I wasn't saying Condoleeza Rice SHOULD be Vice President. I predicted that Bush MIGHT tap her for the position if he doesn't tap Giuliani first. I'm not rooting for it; I think Bush might see it as politically to his advantage to have an African American woman on his ticket instead of Dick "Dial Tone" Cheney. Pure conjecture, and that's all.

For the record, I agree that she's painting the Dems and the GOP with too broad a brush in her explanation of why she's a Republican. On the other hand, I think it's a valid gripe in the particulars of her father's situation and one that obviously affected her family. Why is it silly for people to feel strogly about a group of people who wronged them? If you were in his position, woudn't you likely feel resentment to the Democratic party?

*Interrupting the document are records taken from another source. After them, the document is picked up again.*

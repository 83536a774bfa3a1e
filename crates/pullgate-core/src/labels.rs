//! Translated-string lookup for the rendering surface.

use std::borrow::Cow;

/// The three strings the refresh surface can show.
#[derive(Clone, Copy, Debug, PartialEq, Eq, Hash)]
pub enum LabelKey {
    PullToRefresh,
    ReleaseToRefresh,
    Updating,
}

impl LabelKey {
    /// Picks the label matching the published signal state: "updating"
    /// once a reload is in flight, "release" once the pull would
    /// qualify, "pull" otherwise.
    pub fn for_state(pull_distance: f32, pull_threshold: f32, is_refreshing: bool) -> Self {
        if is_refreshing {
            LabelKey::Updating
        } else if pull_distance >= pull_threshold {
            LabelKey::ReleaseToRefresh
        } else {
            LabelKey::PullToRefresh
        }
    }
}

/// Host-provided localisation collaborator.
pub trait LabelResolver {
    fn resolve(&self, key: LabelKey) -> Cow<'static, str>;
}

/// Built-in English strings, used when the host supplies no resolver.
#[derive(Default)]
pub struct EnglishLabels;

impl LabelResolver for EnglishLabels {
    fn resolve(&self, key: LabelKey) -> Cow<'static, str> {
        Cow::Borrowed(match key {
            LabelKey::PullToRefresh => "Pull to refresh",
            LabelKey::ReleaseToRefresh => "Release to refresh",
            LabelKey::Updating => "Updating\u{2026}",
        })
    }
}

I know people who vote for modern Democrats because they thought the Kennedy/Johnson years were great for civil rights. I agree. But what does that have to do with Carter/Mondale/Dukakis/CLinton/Gore/Kerry? The assumprion that the party that ushered in the Civil Rights Act will always be champions of that cause is just a fallible as the assumption that the Republicans (since they fought to end slavery) always remained the champions of equality.

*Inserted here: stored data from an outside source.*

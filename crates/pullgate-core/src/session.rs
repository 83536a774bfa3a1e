//! Per-gesture session state.

/// Lifecycle of a single gesture session.
#[derive(Clone, Copy, Debug, PartialEq, Eq)]
pub enum GesturePhase {
    Idle,
    /// A valid pointer is down; no effective pull yet.
    Tracking,
    /// The pull has passed the dead zone and a non-zero distance is
    /// being published.
    Pulling,
    /// Terminal: the gesture qualified on release and the trigger was
    /// invoked.
    Released,
    /// Terminal: the gesture is disqualified and ignores all further
    /// samples until the pointer lifts.
    Aborted,
}

/// State that exists only between gesture start and end/cancel.
///
/// The origin fields are captured once at creation and never change;
/// everything derived (the published distance) is recomputed from them
/// on each sample.
#[derive(Debug)]
pub struct GestureSession {
    origin_y: f32,
    origin_scroll_top: f32,
    suppressed: bool,
    phase: GesturePhase,
}

impl GestureSession {
    pub fn new(origin_y: f32, origin_scroll_top: f32, suppressed: bool) -> Self {
        Self {
            origin_y,
            origin_scroll_top,
            suppressed,
            phase: if suppressed {
                GesturePhase::Aborted
            } else {
                GesturePhase::Tracking
            },
        }
    }

    pub fn origin_y(&self) -> f32 {
        self.origin_y
    }

    pub fn origin_scroll_top(&self) -> f32 {
        self.origin_scroll_top
    }

    pub fn is_suppressed(&self) -> bool {
        self.suppressed
    }

    pub fn phase(&self) -> GesturePhase {
        self.phase
    }

    /// Still consuming samples (neither terminal state reached).
    pub fn is_live(&self) -> bool {
        matches!(self.phase, GesturePhase::Tracking | GesturePhase::Pulling)
    }

    /// Tracking → Pulling, once the first non-zero distance appears.
    pub fn mark_pulling(&mut self) {
        if self.phase == GesturePhase::Tracking {
            self.phase = GesturePhase::Pulling;
        }
    }

    pub fn mark_released(&mut self) {
        self.phase = GesturePhase::Released;
    }

    /// Disqualifies the session. Suppression is one-way: an aborted
    /// session never resumes within the same physical gesture.
    pub fn abort(&mut self) {
        self.suppressed = true;
        self.phase = GesturePhase::Aborted;
    }
}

Al Franken likes to say tha he's a Democrat because his father told him that, as Jews, they had to be for Civil Rights. His father had been a Republican, but switched in the Kennedy/Johnson years. I understand why, but I also suspect that Franken is pretty solidly a Democrat, an dthat he would back a sorry Democrat over a solid Republican, even if that Republican had a good record on Civil Rights. And that seems stupid to me.

Double Dutchess,

Because I think it's a double standard. Rice makes a statement. You think she's being a hypocrite for working for Bush, whose father once opposed Civil Rights, while claiming that she resents the Democrats of the 50's for not letting her father register to vote. Ok, so maybe she's a hypocrite.

BUT

You followed that by saying it's stupid to let people's past mistakes influence current judgement. That doesn't follow. If your second statement is right, then for Rice to work for Bush isn't all that problematic. After all, she may be following the same advice. Perhaps she has forgiven Papa Bush for his past mistakes and has decided not to judge the Shrub for his father's errors. It might still be inconsistent for her to have forgiven Papa Bush and then continue to hold a grudge against the Democratic Party. But the fact of working for Bush would be unremarkable if she were an adherent of yours and Taz's opinion that to let past errors influence present decisions is silly.

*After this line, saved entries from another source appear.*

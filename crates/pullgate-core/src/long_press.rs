//! Long-press sub-detector for non-touch pointers.
//!
//! Runs independently of the pull state machine but shares its
//! [`crate::RefreshTrigger`], so a qualifying release racing an
//! expiring hold timer still dispatches a single reload.
//!
//! The timer is a deadline cell advanced by the host calling
//! [`LongPressDetector::tick`], not a background callback. The host
//! uses [`LongPressDetector::deadline`] for wait-until scheduling and
//! otherwise never polls.

use std::cell::Cell;
use std::rc::Rc;
use web_time::{Duration, Instant};

use crate::pointer::{PointerEvent, PointerEventKind, PointerId};
use crate::trigger::RefreshTrigger;

pub struct LongPressDetector {
    hold: Duration,
    trigger: Rc<RefreshTrigger>,
    deadline: Cell<Option<Instant>>,
    pointer: Cell<Option<PointerId>>,
}

impl LongPressDetector {
    pub fn new(hold: Duration, trigger: Rc<RefreshTrigger>) -> Self {
        Self {
            hold,
            trigger,
            deadline: Cell::new(None),
            pointer: Cell::new(None),
        }
    }

    /// Routes one pointer event. Down from a non-touch device arms the
    /// timer; every other event on the armed pointer clears it, so no
    /// exit path can leave a stale deadline behind.
    pub fn on_pointer_event(&self, event: &PointerEvent, now: Instant) {
        match event.kind {
            PointerEventKind::Down => {
                if event.device.is_touch() {
                    return;
                }
                self.deadline.set(Some(now + self.hold));
                self.pointer.set(Some(event.id));
            }
            PointerEventKind::Move | PointerEventKind::Up | PointerEventKind::Cancel => {
                if self.pointer.get() == Some(event.id) {
                    self.clear();
                }
            }
        }
    }

    /// Disarms the timer. Idempotent; also called on detach.
    pub fn clear(&self) {
        self.deadline.set(None);
        self.pointer.set(None);
    }

    pub fn is_armed(&self) -> bool {
        self.deadline.get().is_some()
    }

    /// Next wake-up time for the host's wait-until loop.
    pub fn deadline(&self) -> Option<Instant> {
        self.deadline.get()
    }

    /// Fires the shared trigger if an armed deadline has passed.
    /// Returns `true` when the trigger was invoked.
    pub fn tick(&self, now: Instant) -> bool {
        match self.deadline.get() {
            Some(deadline) if now >= deadline => {
                self.clear();
                self.trigger.fire();
                true
            }
            _ => false,
        }
    }
}
use crate::app::org::model::Account;
use crate::app::payload::PayloadOutput;
use anyhow::{Context, Result};
use aws_sdk_iam as iam;
use serde_json::json;

/// `{"AccountAliases": [...]}` for the account
pub async fn get_account_aliases(
    region: String,
    account: Account,
    _args: Vec<String>,
) -> Result<PayloadOutput> {
    let config = account.sdk_config(&region).await?;
    let client = iam::Client::new(&config);

    let response = client
        .list_account_aliases()
        .send()
        .await
        .with_context(|| format!("ListAccountAliases failed for account {}", account.id))?;

    let mut output = PayloadOutput::new();
    output.insert(
        "AccountAliases".to_string(),
        json!(response.account_aliases()),
    );
    Ok(output)
}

The thing is, your stone-throwing at Papa Bush is cut from the same cloth as her stone-throwing at the Democrats of the 50s. He went on to say in public that that vote was the biggest mistake he ever made as a congressman, and he apologized for it. Maybe that's good enough, and maybe it's not. But Rice wasn't working for Papa. She works for Junior. So even if Senior is forever a bastard for voting against the Civil Rights Act, that has NO BEARING on Rice working for W. I happen to agree that her statement is illogical. I also think criticizing her for working for the son of a guy who used to be on the wrong side of the same issue is just as illogical.

So that's a double standard in my book.

And you shouldn't take my comments any more personally than anyone should take yours. If you make an argument that someone's statement is "stupid shit," don't be mad when someone who may disagree with you uses the same terms.